Segment Start: Dataset
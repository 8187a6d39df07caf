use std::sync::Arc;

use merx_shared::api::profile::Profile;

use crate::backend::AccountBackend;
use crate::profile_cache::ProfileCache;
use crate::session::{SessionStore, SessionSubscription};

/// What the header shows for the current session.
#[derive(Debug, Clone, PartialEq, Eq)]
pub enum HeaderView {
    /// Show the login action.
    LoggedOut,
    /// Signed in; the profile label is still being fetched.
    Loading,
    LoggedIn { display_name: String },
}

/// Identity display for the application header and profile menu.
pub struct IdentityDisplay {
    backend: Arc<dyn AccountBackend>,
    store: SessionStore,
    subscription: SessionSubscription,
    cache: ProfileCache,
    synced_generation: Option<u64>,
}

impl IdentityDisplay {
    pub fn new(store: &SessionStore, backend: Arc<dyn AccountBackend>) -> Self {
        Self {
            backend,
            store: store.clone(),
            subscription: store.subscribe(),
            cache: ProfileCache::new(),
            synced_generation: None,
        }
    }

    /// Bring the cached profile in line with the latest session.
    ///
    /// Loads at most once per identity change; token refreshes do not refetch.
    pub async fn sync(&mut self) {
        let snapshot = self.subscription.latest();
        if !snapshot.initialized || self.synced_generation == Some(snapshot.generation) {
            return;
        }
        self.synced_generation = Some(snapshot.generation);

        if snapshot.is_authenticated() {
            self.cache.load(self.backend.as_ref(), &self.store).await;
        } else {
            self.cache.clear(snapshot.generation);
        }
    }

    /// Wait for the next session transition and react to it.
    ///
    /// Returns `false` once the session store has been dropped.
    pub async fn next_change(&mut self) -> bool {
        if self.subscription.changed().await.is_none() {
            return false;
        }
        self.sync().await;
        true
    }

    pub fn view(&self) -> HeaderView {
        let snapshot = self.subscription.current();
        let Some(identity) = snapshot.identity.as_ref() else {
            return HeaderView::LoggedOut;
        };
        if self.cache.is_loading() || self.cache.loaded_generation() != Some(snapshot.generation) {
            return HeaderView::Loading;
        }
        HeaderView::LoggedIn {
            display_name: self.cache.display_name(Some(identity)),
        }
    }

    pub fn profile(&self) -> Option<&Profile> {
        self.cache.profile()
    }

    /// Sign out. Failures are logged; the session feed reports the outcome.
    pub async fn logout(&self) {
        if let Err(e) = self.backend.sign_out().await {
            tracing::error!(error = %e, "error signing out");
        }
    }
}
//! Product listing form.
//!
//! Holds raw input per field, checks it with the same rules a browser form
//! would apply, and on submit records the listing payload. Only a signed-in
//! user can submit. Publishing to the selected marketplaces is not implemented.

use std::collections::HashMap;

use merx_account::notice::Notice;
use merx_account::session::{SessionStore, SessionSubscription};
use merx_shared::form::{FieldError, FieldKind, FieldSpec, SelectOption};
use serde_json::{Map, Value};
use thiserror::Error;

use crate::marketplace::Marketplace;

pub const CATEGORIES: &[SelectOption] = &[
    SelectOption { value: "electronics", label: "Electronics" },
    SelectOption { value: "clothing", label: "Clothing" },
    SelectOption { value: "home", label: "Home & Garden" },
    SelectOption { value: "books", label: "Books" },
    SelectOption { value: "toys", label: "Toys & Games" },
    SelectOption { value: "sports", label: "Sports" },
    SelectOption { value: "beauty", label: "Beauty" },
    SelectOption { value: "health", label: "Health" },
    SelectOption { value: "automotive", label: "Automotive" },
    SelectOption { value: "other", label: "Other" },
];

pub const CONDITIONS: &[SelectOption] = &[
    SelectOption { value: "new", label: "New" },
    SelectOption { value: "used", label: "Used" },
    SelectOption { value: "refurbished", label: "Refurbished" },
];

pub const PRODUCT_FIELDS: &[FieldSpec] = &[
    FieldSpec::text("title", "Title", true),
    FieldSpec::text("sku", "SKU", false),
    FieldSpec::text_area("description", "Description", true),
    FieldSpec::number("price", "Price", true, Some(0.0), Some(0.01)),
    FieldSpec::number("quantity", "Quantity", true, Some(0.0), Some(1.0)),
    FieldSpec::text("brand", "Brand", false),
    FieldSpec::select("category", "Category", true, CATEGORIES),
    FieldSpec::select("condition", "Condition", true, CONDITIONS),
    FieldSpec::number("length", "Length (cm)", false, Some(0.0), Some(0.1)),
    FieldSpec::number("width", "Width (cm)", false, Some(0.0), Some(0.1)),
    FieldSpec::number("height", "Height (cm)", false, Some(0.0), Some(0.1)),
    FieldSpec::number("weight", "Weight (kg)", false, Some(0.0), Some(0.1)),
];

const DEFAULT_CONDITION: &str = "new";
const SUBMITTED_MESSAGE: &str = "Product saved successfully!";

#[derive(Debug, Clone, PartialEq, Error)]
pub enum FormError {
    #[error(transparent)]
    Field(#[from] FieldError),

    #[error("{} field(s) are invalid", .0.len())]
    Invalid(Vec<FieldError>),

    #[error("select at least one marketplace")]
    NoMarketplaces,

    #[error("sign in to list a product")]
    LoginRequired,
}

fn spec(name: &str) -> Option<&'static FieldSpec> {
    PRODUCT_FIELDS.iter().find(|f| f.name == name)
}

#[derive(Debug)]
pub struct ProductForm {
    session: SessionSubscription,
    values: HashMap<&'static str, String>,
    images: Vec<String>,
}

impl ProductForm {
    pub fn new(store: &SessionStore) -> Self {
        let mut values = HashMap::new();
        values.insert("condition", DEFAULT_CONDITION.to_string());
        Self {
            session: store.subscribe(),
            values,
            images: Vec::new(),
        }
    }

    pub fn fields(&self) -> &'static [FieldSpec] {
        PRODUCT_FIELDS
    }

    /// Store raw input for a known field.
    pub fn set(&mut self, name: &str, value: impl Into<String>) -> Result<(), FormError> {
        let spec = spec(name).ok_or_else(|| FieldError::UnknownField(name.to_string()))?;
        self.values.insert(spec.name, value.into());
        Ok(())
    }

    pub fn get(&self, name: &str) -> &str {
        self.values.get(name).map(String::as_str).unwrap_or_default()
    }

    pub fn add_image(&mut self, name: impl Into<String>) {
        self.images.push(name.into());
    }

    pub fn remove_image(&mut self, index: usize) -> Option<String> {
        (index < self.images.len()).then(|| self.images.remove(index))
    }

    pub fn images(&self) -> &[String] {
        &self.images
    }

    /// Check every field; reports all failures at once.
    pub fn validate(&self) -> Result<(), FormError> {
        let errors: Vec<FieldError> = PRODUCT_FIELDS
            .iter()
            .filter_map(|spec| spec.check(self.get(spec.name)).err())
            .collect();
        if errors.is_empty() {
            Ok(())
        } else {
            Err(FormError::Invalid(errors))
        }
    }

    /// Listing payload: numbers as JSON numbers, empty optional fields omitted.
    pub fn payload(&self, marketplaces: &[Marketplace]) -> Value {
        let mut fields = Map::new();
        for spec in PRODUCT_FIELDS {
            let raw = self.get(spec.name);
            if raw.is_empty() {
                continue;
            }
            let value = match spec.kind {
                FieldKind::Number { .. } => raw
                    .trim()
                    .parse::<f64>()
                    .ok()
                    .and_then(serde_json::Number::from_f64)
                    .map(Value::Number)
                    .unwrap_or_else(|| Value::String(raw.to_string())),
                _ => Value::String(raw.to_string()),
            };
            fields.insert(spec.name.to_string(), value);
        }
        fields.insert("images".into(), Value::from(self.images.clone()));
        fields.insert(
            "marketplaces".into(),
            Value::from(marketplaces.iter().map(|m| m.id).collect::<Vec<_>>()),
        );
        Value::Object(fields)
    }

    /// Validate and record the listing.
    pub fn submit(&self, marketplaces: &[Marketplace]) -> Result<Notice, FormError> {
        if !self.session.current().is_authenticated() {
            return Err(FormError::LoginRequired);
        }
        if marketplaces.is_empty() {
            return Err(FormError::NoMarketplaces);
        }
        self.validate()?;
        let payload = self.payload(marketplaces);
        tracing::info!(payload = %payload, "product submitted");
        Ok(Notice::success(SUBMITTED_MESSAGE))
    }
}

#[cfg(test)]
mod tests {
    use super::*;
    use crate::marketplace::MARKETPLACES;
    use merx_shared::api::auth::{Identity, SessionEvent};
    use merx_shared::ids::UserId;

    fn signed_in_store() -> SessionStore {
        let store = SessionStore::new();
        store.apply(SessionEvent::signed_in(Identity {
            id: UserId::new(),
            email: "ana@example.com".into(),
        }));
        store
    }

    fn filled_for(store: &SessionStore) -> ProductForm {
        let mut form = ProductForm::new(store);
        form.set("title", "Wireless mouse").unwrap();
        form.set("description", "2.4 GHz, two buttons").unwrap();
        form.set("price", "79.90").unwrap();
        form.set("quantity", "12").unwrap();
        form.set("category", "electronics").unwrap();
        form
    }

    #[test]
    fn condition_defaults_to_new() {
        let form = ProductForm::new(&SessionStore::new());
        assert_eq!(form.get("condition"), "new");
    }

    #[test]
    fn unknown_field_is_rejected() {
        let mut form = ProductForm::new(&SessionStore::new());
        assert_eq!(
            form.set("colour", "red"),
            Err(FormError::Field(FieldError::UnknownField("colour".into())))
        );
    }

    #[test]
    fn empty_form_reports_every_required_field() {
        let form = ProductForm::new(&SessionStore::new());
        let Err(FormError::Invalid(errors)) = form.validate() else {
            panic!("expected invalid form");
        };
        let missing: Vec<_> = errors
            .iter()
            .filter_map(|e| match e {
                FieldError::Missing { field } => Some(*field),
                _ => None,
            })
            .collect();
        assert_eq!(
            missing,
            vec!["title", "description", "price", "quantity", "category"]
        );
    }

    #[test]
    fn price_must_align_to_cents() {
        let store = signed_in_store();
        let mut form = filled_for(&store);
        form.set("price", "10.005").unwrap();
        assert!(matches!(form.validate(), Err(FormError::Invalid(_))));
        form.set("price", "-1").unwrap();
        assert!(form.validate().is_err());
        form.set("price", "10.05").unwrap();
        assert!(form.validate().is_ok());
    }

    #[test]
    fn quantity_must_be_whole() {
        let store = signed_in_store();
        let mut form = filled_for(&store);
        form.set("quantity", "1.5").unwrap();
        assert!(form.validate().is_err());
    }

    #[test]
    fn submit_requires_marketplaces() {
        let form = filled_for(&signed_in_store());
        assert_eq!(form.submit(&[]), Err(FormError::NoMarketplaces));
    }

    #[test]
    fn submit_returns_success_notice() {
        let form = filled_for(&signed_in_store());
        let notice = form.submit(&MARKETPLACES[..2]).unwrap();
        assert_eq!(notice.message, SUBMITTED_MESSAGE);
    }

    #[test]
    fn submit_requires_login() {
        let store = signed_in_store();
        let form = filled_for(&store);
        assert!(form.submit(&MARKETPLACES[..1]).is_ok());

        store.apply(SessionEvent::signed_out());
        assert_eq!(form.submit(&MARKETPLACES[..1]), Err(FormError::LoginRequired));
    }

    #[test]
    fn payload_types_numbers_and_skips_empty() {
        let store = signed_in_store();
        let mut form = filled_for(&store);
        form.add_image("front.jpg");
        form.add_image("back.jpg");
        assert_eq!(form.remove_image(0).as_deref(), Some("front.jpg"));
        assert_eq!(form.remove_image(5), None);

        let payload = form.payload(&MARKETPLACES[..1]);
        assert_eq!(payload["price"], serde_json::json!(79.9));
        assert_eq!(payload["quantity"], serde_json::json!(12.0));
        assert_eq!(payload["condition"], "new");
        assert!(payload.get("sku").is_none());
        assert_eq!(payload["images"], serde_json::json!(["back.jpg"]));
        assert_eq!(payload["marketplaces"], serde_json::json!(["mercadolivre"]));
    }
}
Segment End: Dataset
Scan the material above for the word "Result", and copy every line in which it is found.

    pub fn set(&mut self, name: &str, value: impl Into<String>) -> Result<(), FormError> {
    pub fn validate(&self) -> Result<(), FormError> {
    pub fn submit(&self, marketplaces: &[Marketplace]) -> Result<Notice, FormError> {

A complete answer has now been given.